Free solo climber Dallas Turner has a messy past. He climbs to escape, to free his mind. Going home to New Horizons ranch for his adoptive mom’s wedding (and Christmas) the last person he expects to see is Emery Bliss, his high school crush. Emery was Little Miss Perfect back then and she’s gone on to a successful career as a TV anchor… until her spurned co-host posted a sex tape and Emery was the one who got fired for it. She’s hiding out at New Horizons, trying to figure out how to pick up the pieces.

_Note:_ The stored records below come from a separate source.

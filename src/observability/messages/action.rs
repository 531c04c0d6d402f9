// Copyright (c) 2025 Steve Wagner (ciroque@live.com)
// SPDX-License-Identifier: MIT

//! Message types for action invocation events.

use crate::observability::messages::StructuredLog;
use std::fmt::{Display, Formatter};
use tracing::Span;

/// Action invocation started.
///
/// # Log Level
/// `info!` - Important operational event
pub struct ActionInvocationStarted<'a> {
    pub action: &'a str,
    pub argument_count: usize,
}

impl Display for ActionInvocationStarted<'_> {
    fn fmt(&self, f: &mut Formatter) -> std::fmt::Result {
        write!(
            f,
            "Action '{}' invocation started: {} arguments",
            self.action, self.argument_count
        )
    }
}

impl StructuredLog for ActionInvocationStarted<'_> {
    fn log(&self) {
        tracing::info!(
            action = self.action,
            argument_count = self.argument_count,
            "{}", self
        );
    }

    fn span(&self, name: &str) -> Span {
        tracing::info_span!(
            "action",
            span_name = name,
            action = self.action,
            argument_count = self.argument_count,
        )
    }
}

/// Action invocation completed successfully.
///
/// # Log Level
/// `info!` - Important operational event
pub struct ActionInvocationCompleted<'a> {
    pub action: &'a str,
    pub output_type: &'a str,
    pub duration: std::time::Duration,
}

impl Display for ActionInvocationCompleted<'_> {
    fn fmt(&self, f: &mut Formatter) -> std::fmt::Result {
        write!(
            f,
            "Action '{}' completed: output={}, duration={:?}",
            self.action, self.output_type, self.duration
        )
    }
}

impl StructuredLog for ActionInvocationCompleted<'_> {
    fn log(&self) {
        tracing::info!(
            action = self.action,
            output_type = self.output_type,
            duration_ms = self.duration.as_millis() as u64,
            "{}", self
        );
    }

    fn span(&self, name: &str) -> Span {
        tracing::info_span!(
            "action_completed",
            span_name = name,
            action = self.action,
            output_type = self.output_type,
            duration = ?self.duration,
        )
    }
}

/// Action invocation failed.
///
/// # Log Level
/// `error!` - Failure requiring attention
///
/// # Example
/// ```
/// use dagwood_transforms::errors::TransformError;
/// use dagwood_transforms::observability::messages::action::ActionInvocationFailed;
///
/// let error = TransformError::UnsupportedContext {
///     action: "core.transform.scatter".to_string(),
/// };
/// let msg = ActionInvocationFailed {
///     action: "core.transform.scatter",
///     kind: error.kind().as_str(),
///     error: &error,
/// };
///
/// assert!(msg.to_string().starts_with("Action 'core.transform.scatter' failed"));
/// ```
pub struct ActionInvocationFailed<'a> {
    pub action: &'a str,
    pub kind: &'a str,
    pub error: &'a dyn std::error::Error,
}

impl Display for ActionInvocationFailed<'_> {
    fn fmt(&self, f: &mut Formatter) -> std::fmt::Result {
        write!(
            f,
            "Action '{}' failed ({}): {}",
            self.action, self.kind, self.error
        )
    }
}

impl StructuredLog for ActionInvocationFailed<'_> {
    fn log(&self) {
        tracing::error!(
            action = self.action,
            kind = self.kind,
            error = %self.error,
            "{}", self
        );
    }

    fn span(&self, name: &str) -> Span {
        tracing::error_span!(
            "action_failed",
            span_name = name,
            action = self.action,
            kind = self.kind,
            error = %self.error,
        )
    }
}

There were some really odd things about this book that just made it fall a bit flat for me. Emery not getting to be there at the final confrontation to catch her tormentor, with Dallas teaming up with her ex instead? Some dude called Brian who Dallas talked to only on the phone being the one to give him the Words of Wisdom he needed, rather than his loving mom Aiyana? Then there was a weird Chekov’s Gun which never went off, when Dallas called another free climber he’d been coaching to check on him and the guy didn’t answer his phone and never called back… I really thought that one was going to be either, they guy had suffered a serious fall and Dallas would feel guilt, or the guy would call back and rave about Dallas’s coaching abilities, making him think more seriously about his possible purchase of a gym. Instead, it was raised, dropped and never mentioned again, meaning it breaks one of the cardinal rules of writing… if a scene doesn’t advance the plot, it doesn’t belong in the book.

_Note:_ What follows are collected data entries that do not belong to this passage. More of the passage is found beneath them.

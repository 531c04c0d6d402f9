// Copyright (c) 2025 Steve Wagner (ciroque@live.com)
// SPDX-License-Identifier: MIT

//! Recursive-descent parser for single-parameter lambdas.
//!
//! Precedence, lowest first:
//!
//! ```text
//! conditional   a if cond else b
//! or / and / not
//! comparison    == != < <= > >= in, not in, is, is not   (chained)
//! additive      + -
//! term          * / // %
//! unary         - +
//! power         **                                        (right-assoc)
//! postfix       x[i]  x[a:b:c]  x.method(...)
//! atom          literals, the parameter, [..], {..}, (..), builtin(...)
//! ```
//!
//! Name resolution happens here rather than in a separate pass: a name is
//! either the parameter, a comprehension variable in scope, or an allow-listed
//! builtin in call position. Anything else is a compilation error.

use serde_json::{Number, Value};

use super::ast::{BinaryOp, CompareOp, Expr, UnaryOp};
use super::builtins::{Builtin, Method};
use super::lexer::{Keyword, Spanned, Token};
use crate::errors::CompilationError;

/// Deepest permitted expression tree. Brackets, prefix operators and every
/// link of an operator, subscript or method chain each count as one level.
pub const MAX_NESTING: usize = 64;

#[derive(Debug, Clone, PartialEq)]
pub(crate) struct Lambda {
    pub param: String,
    pub body: Expr,
}

pub(crate) fn parse(source: &str, tokens: Vec<Spanned>) -> Result<Lambda, CompilationError> {
    let mut parser = Parser {
        source,
        tokens,
        pos: 0,
        scope: Vec::new(),
        depth: 0,
    };
    parser.parse_lambda()
}

struct Parser<'a> {
    source: &'a str,
    tokens: Vec<Spanned>,
    pos: usize,
    scope: Vec<String>,
    depth: usize,
}
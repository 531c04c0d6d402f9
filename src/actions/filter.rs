// Copyright (c) 2025 Steve Wagner (ciroque@live.com)
// SPDX-License-Identifier: MIT

use async_trait::async_trait;
use serde::Deserialize;
use serde_json::Value;

use super::{check_expression, check_list_or_template, expect_list, parse_args, DISPLAY_GROUP, NAMESPACE};
use crate::errors::TransformError;
use crate::traits::{Action, ActionSpec};
use crate::transforms;

static SPEC: ActionSpec = ActionSpec {
    namespace: NAMESPACE,
    name: "filter",
    default_title: "Filter",
    description: "Filter a collection using a Python lambda function.",
    display_group: DISPLAY_GROUP,
};

#[derive(Deserialize)]
#[serde(deny_unknown_fields)]
struct FilterArgs {
    items: Value,
    #[serde(alias = "expression")]
    python_lambda: String,
}

pub struct FilterAction;

#[async_trait]
impl Action for FilterAction {
    fn spec(&self) -> &ActionSpec {
        &SPEC
    }

    fn validate(&self, args: &Value) -> Result<(), TransformError> {
        let args: FilterArgs = parse_args(SPEC.name, args)?;
        check_list_or_template("items", &args.items)?;
        check_expression(&args.python_lambda)
    }

    async fn invoke(&self, args: Value) -> Result<Value, TransformError> {
        let args: FilterArgs = parse_args(SPEC.name, &args)?;
        let items = expect_list("items", args.items)?;
        transforms::filter(&items, &args.python_lambda).map(Value::Array)
    }
}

Dallas as a character reads a bit like the author watched Free Solo and developed a massive crush on Alex Honnold (namechecked several times in this book) and decided to write a hero heavily based on him, but with added Tragic Backstory. I was honestly horrified when Aiyana made the decision not to tell Dallas that his real father, the man who murdered his mother and sister, was out of jail and looking for him because she didn’t want it to ruin HER wedding… and surely, parole boards talk to victims before deciding whether to let violent criminals like that go? Or advise them that they ARE going to be released? It just felt like there was too much going on. Like the revenge porn plot against Emery wasn’t enough for the story, so Dallas just HAD to have major stuff going on too? Oh and Emery’s parents are undergoing a messy divorce and her grandmother has dementia… it got to feel like misery p*rn at one point and it really detracted from the romance, because it’s hard to believe in a happily ever after when all that stuff is going on and not all of it gets resolved at the end.
I’ve enjoyed some of Brenda Novak’s books before but this had too much suspense plot and other stuff going on at the expense of actually developing a romance between the two leads. It’s not terrible, but it really missed the mark as far as I was concerned. Three stars.
Disclaimer: I received a review copy of this title via NetGalley.